You are not logged in.
Pages: 1
To speed up the script you can comment out these lines:
echo "Repo-size before pruning: `du $1/data/ -h -s | awk '{print $1;}'`"
and
echo "Repo-size after pruning: `du $1/data/ -h -s | awk '{print $1;}'`"
These take long to execute and are only informational.
Hi,
thank you for your suggestions. I inserted them in the actual version of the script which I'm using. To be double-sure I exclude delta.vmdk and sesparse.vmdk files. There can still be files beginning with a 40-character hex-pattern in a snapshot.
#!/bin/sh
# Check for inconsistencies in xsitools-repository
# Find and delete unused files
# Prune old backups
{
echo "Begin: `date`"
# usage
if [ -e $1/.xsitools ]
then
echo "$1 seems to be an xsitools-Repository, using it."
else
echo "$1 doesn't seem to be an xsitools-Repository."

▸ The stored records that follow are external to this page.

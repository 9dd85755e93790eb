pub mod error;
pub mod nvtable;
pub mod logstamp;
pub mod tags;
pub mod macros;
pub mod logmsg;
pub mod radix;
pub mod matcher;
pub mod template;
pub mod patterndb;
pub mod transport;
pub mod proto;
pub mod source;

pub use error::{Error, Result};
/// Builtin static handles, allocated in the order `NVRegistry::new` was
/// seeded with in [`crate::nvtable::logmsg_registry`].
pub mod builtin {
    use crate::nvtable::NVHandle;

    pub const HOST: NVHandle = NVHandle(1);
    pub const HOST_FROM: NVHandle = NVHandle(2);
    pub const MESSAGE: NVHandle = NVHandle(3);
    pub const PROGRAM: NVHandle = NVHandle(4);
    pub const PID: NVHandle = NVHandle(5);
    pub const MSGID: NVHandle = NVHandle(6);
    pub const SOURCE: NVHandle = NVHandle(7);
    pub const LEGACY_MSGHDR: NVHandle = NVHandle(8);
}

#[derive(Debug, Clone, Copy, PartialEq, Eq, Default)]
pub struct MsgFlags(pub u32);

impl MsgFlags {
    pub const UTF8: MsgFlags = MsgFlags(0x0001);
    pub const INTERNAL: MsgFlags = MsgFlags(0x0002);
    pub const LOCAL: MsgFlags = MsgFlags(0x0004);
    pub const MARK: MsgFlags = MsgFlags(0x0008);
    pub const CHAINED_HOSTNAME: MsgFlags = MsgFlags(0x0001_0000);
    pub const LEGACY_MSGHDR: MsgFlags = MsgFlags(0x0002_0000);

    pub fn contains(self, other: MsgFlags) -> bool {
        self.0 & other.0 == other.0
    }
    pub fn set(&mut self, other: MsgFlags) {
        self.0 |= other.0;
    }
    pub fn clear(&mut self, other: MsgFlags) {
        self.0 &= !other.0;
    }
}

type AckCallback = Arc<dyn Fn() + Send + Sync>;

struct AckBlock {
    required: u32,
    received: u32,
    callback: AckCallback,
}

/// Path-specific knobs governing ack/drop behavior; an out-of-scope
/// collaborator upstream owns the full definition, this crate only needs to
/// know whether flow control applies.
#[derive(Debug, Clone, Copy, Default)]
pub struct LogPathOptions {
    pub flow_control: bool,
}

struct LogMessageData {
    payload: Arc<NVTable>,
    tags: Arc<TagSet>,
    sdata: Arc<SmallVec<[NVHandle; 4]>>,
    saddr: Option<Arc<String>>,
    flags: MsgFlags,
    pri: u16,
    num_matches: u8,
    recurse_count: u8,
    timestamps: [LogStamp; 2],
    ack_stack: SmallVec<[AckBlock; 2]>,
}

/// A ref-counted handle to a log message. `Clone` is `log_msg_ref`; dropping
/// the last handle is `log_msg_unref`.
#[derive(Clone)]
pub struct LogMessage {
    inner: Arc<Mutex<LogMessageData>>,
}

const SDATA_PREFIX: &str = ".SDATA.";

impl LogMessage {
    pub fn new_empty(max_msg_size: usize) -> LogMessage {
        let registry = logmsg_registry();
        LogMessage {
            inner: Arc::new(Mutex::new(LogMessageData {
                payload: Arc::new(NVTable::new(
                    registry.num_static_entries() as usize,
                    256,
                    max_msg_size,
                )),
                tags: Arc::new(TagSet::new()),
                sdata: Arc::new(SmallVec::new()),
                saddr: None,
                flags: MsgFlags::default(),
                pri: 0,
                num_matches: 0,
                recurse_count: 0,
                timestamps: [
                    LogStamp {
                        secs: 0,
                        usecs: 0,
                        zone_offset: ZONE_OFFSET_UNKNOWN,
                    },
                    LogStamp {
                        secs: 0,
                        usecs: 0,
                        zone_offset: ZONE_OFFSET_UNKNOWN,
                    },
                ],
                ack_stack: SmallVec::new(),
            })),
        }
    }

    /// Produces an independent message sharing the current payload/tags/
    /// sdata/saddr until one of them is next mutated. `path_options` is
    /// accepted for interface fidelity; this reimplementation's sharing
    /// decision is made uniformly by `Arc::make_mut` regardless of flow
    /// control mode.
    pub fn clone_cow(&self, _path_options: &LogPathOptions) -> LogMessage {
        let data = self.inner.lock().unwrap();
        LogMessage {
            inner: Arc::new(Mutex::new(LogMessageData {
                payload: Arc::clone(&data.payload),
                tags: Arc::clone(&data.tags),
                sdata: Arc::clone(&data.sdata),
                saddr: data.saddr.clone(),
                flags: data.flags,
                pri: data.pri,
                num_matches: data.num_matches,
                recurse_count: data.recurse_count,
                timestamps: data.timestamps,
                ack_stack: SmallVec::new(),
            })),
        }
    }

    pub fn set_pri(&self, pri: u16) {
        self.inner.lock().unwrap().pri = pri;
    }

    pub fn pri(&self) -> u16 {
        self.inner.lock().unwrap().pri
    }

    pub fn flags(&self) -> MsgFlags {
        self.inner.lock().unwrap().flags
    }

    pub fn set_flags(&self, flags: MsgFlags) {
        self.inner.lock().unwrap().flags.set(flags);
    }

    pub fn recurse_count(&self) -> u8 {
        self.inner.lock().unwrap().recurse_count
    }

    pub fn set_recurse_count(&self, count: u8) {
        self.inner.lock().unwrap().recurse_count = count;
    }

    pub fn set_timestamp(&self, which: usize, stamp: LogStamp) {
        self.inner.lock().unwrap().timestamps[which] = stamp;
    }

    pub fn timestamp(&self, which: usize) -> LogStamp {
        self.inner.lock().unwrap().timestamps[which]
    }

    pub fn set_source_addr(&self, addr: String) {
        self.inner.lock().unwrap().saddr = Some(Arc::new(addr));
    }

    pub fn source_addr(&self) -> Option<Arc<String>> {
        self.inner.lock().unwrap().saddr.clone()
    }

    pub fn set_value(&self, handle: NVHandle, name: &[u8], value: &[u8]) -> crate::Result<()> {
        let mut data = self.inner.lock().unwrap();
        loop {
            let table = Arc::make_mut(&mut data.payload);
            match table.set_value(handle, name, value) {
                Ok(()) => return Ok(()),
                Err(crate::Error::OutOfSpace { .. }) => table.realloc(),
                Err(e) => return Err(e),
            }
        }
    }

    pub fn set_value_indirect(
        &self,
        handle: NVHandle,
        name: &[u8],
        ref_handle: NVHandle,
        ptype: NVType,
        ofs: u16,
        len: u16,
    ) -> crate::Result<()> {
        let mut data = self.inner.lock().unwrap();
        loop {
            let table = Arc::make_mut(&mut data.payload);
            match table.set_value_indirect(handle, name, ref_handle, ptype, ofs, len) {
                Ok(()) => return Ok(()),
                Err(crate::Error::OutOfSpace { .. }) => table.realloc(),
                Err(e) => return Err(e),
            }
        }
    }

    pub fn get_value(&self, handle: NVHandle) -> Vec<u8> {
        let flags = logmsg_registry().get_handle_flags(handle);
        if flags.contains(HandleFlags::MACRO) {
            return Vec::new(); // macro values are resolved via get_macro_value with formatting options
        }
        self.inner.lock().unwrap().payload.get(handle).to_vec()
    }

    fn match_name(index: u32) -> Vec<u8> {
        index.to_string().into_bytes()
    }

    /// Writes positional capture `index`, extending `num_matches` if
    /// needed. `log_msg_clear_matches` truncates back to zero.
    pub fn set_match(&self, index: u32, value: &[u8]) -> crate::Result<()> {
        let name = Self::match_name(index);
        let registry = logmsg_registry();
        let handle = registry.get_or_assign_handle(&name)?;
        registry.set_handle_flags(handle, HandleFlags::MATCH);
        self.set_value(handle, &name, value)?;
        let mut data = self.inner.lock().unwrap();
        data.num_matches = data.num_matches.max((index + 1) as u8);
        Ok(())
    }

    pub fn set_match_indirect(
        &self,
        index: u32,
        ref_handle: NVHandle,
        ptype: NVType,
        ofs: u16,
        len: u16,
    ) -> crate::Result<()> {
        let name = Self::match_name(index);
        let registry = logmsg_registry();
        let handle = registry.get_or_assign_handle(&name)?;
        registry.set_handle_flags(handle, HandleFlags::MATCH);
        self.set_value_indirect(handle, &name, ref_handle, ptype, ofs, len)?;
        let mut data = self.inner.lock().unwrap();
        data.num_matches = data.num_matches.max((index + 1) as u8);
        Ok(())
    }

    pub fn num_matches(&self) -> u8 {
        self.inner.lock().unwrap().num_matches
    }

    pub fn clear_matches(&self) {
        self.inner.lock().unwrap().num_matches = 0;
    }

    pub fn set_tag_by_id(&self, id: u32) {
        let mut data = self.inner.lock().unwrap();
        Arc::make_mut(&mut data.tags).set(id);
    }

    pub fn set_tag_by_name(&self, name: &str) {
        let id = crate::tags::global().get_by_name(name);
        self.set_tag_by_id(id);
    }

    pub fn clear_tag_by_id(&self, id: u32) {
        let mut data = self.inner.lock().unwrap();
        Arc::make_mut(&mut data.tags).clear(id);
    }

    pub fn is_tag_set(&self, id: u32) -> bool {
        self.inner.lock().unwrap().tags.is_set(id)
    }

    pub fn foreach_tag<F: FnMut(u32)>(&self, f: F) {
        self.inner.lock().unwrap().tags.foreach(f);
    }

    pub fn print_tags(&self) -> String {
        let mut out = String::new();
        self.inner.lock().unwrap().tags.print(crate::tags::global(), &mut out);
        out
    }

    /// Registers an SDATA name (`.SDATA.` prefixed) and keeps the handle
    /// list sorted, matching the contract's "sorted list of SDATA handles".
    pub fn set_sdata_value(&self, name_suffix: &str, value: &[u8]) -> crate::Result<()> {
        let full_name = format!("{SDATA_PREFIX}{name_suffix}");
        let registry = logmsg_registry();
        let handle = registry.get_or_assign_handle(full_name.as_bytes())?;
        registry.set_handle_flags(handle, HandleFlags::SDATA);
        self.set_value(handle, full_name.as_bytes(), value)?;
        let mut data = self.inner.lock().unwrap();
        let list = Arc::make_mut(&mut data.sdata);
        if let Err(pos) = list.binary_search(&handle) {
            list.insert(pos, handle);
        }
        Ok(())
    }

    /// Serializes every SDATA entry in RFC5424 structured-data syntax,
    /// escaping `]`, `"`, and `\` inside values per spec.
    pub fn append_format_sdata(&self, out: &mut String) {
        let data = self.inner.lock().unwrap();
        if data.sdata.is_empty() {
            out.push('-');
            return;
        }
        out.push('[');
        out.push_str("meta");
        for handle in data.sdata.iter() {
            let Some(full_name) = logmsg_registry().get_name(*handle) else {
                continue;
            };
            let name = String::from_utf8_lossy(&full_name);
            let short_name = name.strip_prefix(SDATA_PREFIX).unwrap_or(&name);
            let value = data.payload.get(*handle);
            out.push(' ');
            out.push_str(short_name);
            out.push_str("=\"");
            for &b in value {
                match b {
                    b']' | b'"' | b'\\' => {
                        out.push('\\');
                        out.push(b as char);
                    }
                    _ => out.push(b as char),
                }
            }
            out.push('"');
        }
        out.push(']');
    }

    pub fn ack_block_start(&self, callback: AckCallback) {
        self.inner.lock().unwrap().ack_stack.push(AckBlock {
            required: 0,
            received: 0,
            callback,
        });
    }

    pub fn ack_block_inc(&self, n: u32) {
        if let Some(top) = self.inner.lock().unwrap().ack_stack.last_mut() {
            top.required += n;
        }
    }

    pub fn add_ack(&self, _path_options: &LogPathOptions) {
        self.ack_block_inc(1);
    }

    fn maybe_fire_top(data: &mut LogMessageData) {
        let fires = matches!(data.ack_stack.last(), Some(b) if b.received >= b.required);
        if fires {
            let block = data.ack_stack.pop().unwrap();
            (block.callback)();
        }
    }

    pub fn ack(&self, _path_options: &LogPathOptions) {
        let mut data = self.inner.lock().unwrap();
        if let Some(top) = data.ack_stack.last_mut() {
            top.received += 1;
        }
        Self::maybe_fire_top(&mut data);
    }

    /// Finalizes the current ack block immediately, as if every outstanding
    /// ack had arrived at once. Used when a message is dropped rather than
    /// delivered, so the window slot is still released exactly once.
    pub fn drop_msg(&self, _path_options: &LogPathOptions) {
        let mut data = self.inner.lock().unwrap();
        if let Some(top) = data.ack_stack.last_mut() {
            top.received = top.required;
        }
        Self::maybe_fire_top(&mut data);
    }

    /// Resolves a macro reference (facility, level, a timestamp field, ...)
    /// into its textual form. Value (non-macro) handles should go through
    /// [`LogMessage::get_value`] instead.
    pub fn get_macro_value(&self, id: MacroId, ts_format: TsFormat, frac_digits: u8) -> Vec<u8> {
        let data = self.inner.lock().unwrap();
        match id {
            MacroId::Facility => facility_name(data.pri).into_bytes(),
            MacroId::FacilityNum => ((data.pri >> 3) & 0x1f).to_string().into_bytes(),
            MacroId::Level => level_name(data.pri).into_bytes(),
            MacroId::LevelNum => (data.pri & 0x07).to_string().into_bytes(),
            MacroId::Pri => data.pri.to_string().into_bytes(),
            MacroId::Date(family, field) => {
                let stamp = match family {
                    DateFamily::Received => data.timestamps[LM_TS_RECVD],
                    DateFamily::Stamp | DateFamily::Default => data.timestamps[LM_TS_STAMP],
                };
                date_field_value(&stamp, field, ts_format, frac_digits)
            }
            MacroId::Tags => {
                let mut out = String::new();
                data.tags.print(crate::tags::global(), &mut out);
                out.into_bytes()
            }
            MacroId::Host => data.payload.get(builtin::HOST).to_vec(),
            MacroId::HostFrom | MacroId::FullHostFrom => data.payload.get(builtin::HOST_FROM).to_vec(),
            MacroId::FullHost => data.payload.get(builtin::HOST).to_vec(),
            MacroId::Program => data.payload.get(builtin::PROGRAM).to_vec(),
            MacroId::Pid => data.payload.get(builtin::PID).to_vec(),
            MacroId::Message | MacroId::MsgOnly => data.payload.get(builtin::MESSAGE).to_vec(),
            MacroId::SourceIp => data
                .saddr
                .as_ref()
                .map(|s| s.as_bytes().to_vec())
                .unwrap_or_default(),
            MacroId::Sdata | MacroId::MsgHdr | MacroId::SeqNum | MacroId::Tag | MacroId::BsdTag => Vec::new(),
        }
    }
}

echo "Use \"$0 [xsitools-repo-directory]\""
exit 1
fi
if [ "$2" != "--delete" ]
then
echo "Use \"$0 [xsitools-repo-directory] [--delete]\" to remove unused files (be careful)."
else
echo "\"--delete\" is set, will remove unused files."
fi
if echo $3 | egrep -q '^[0-9]+$';
then
echo "Searching for backup-folders older than $3 days."
bkpfolders=`find $1 -type d -maxdepth 1 -regex ".*/[0-9\-]\{14\}" -mtime +$3`
if [ ! -z "$bkpfolders" ]
then
echo "$bkpfolders found, deleting"
rm -rf $bkpfolders
else
echo "No backup-folders found."
fi
else
echo "3rd option can be a number: Delete backup-folders older than ... days."
echo "You can use this to prune older backups (be careful)."
fi
# Temporary files and variables
temp_dir=`mktemp -d -t`
hashes="$temp_dir/hashes"
hashes_sorted="$temp_dir/hashes_sorted"
files="$temp_dir/files"
files_sorted="$temp_dir/files_sorted"
delete_candidates="$temp_dir/delete_candidates"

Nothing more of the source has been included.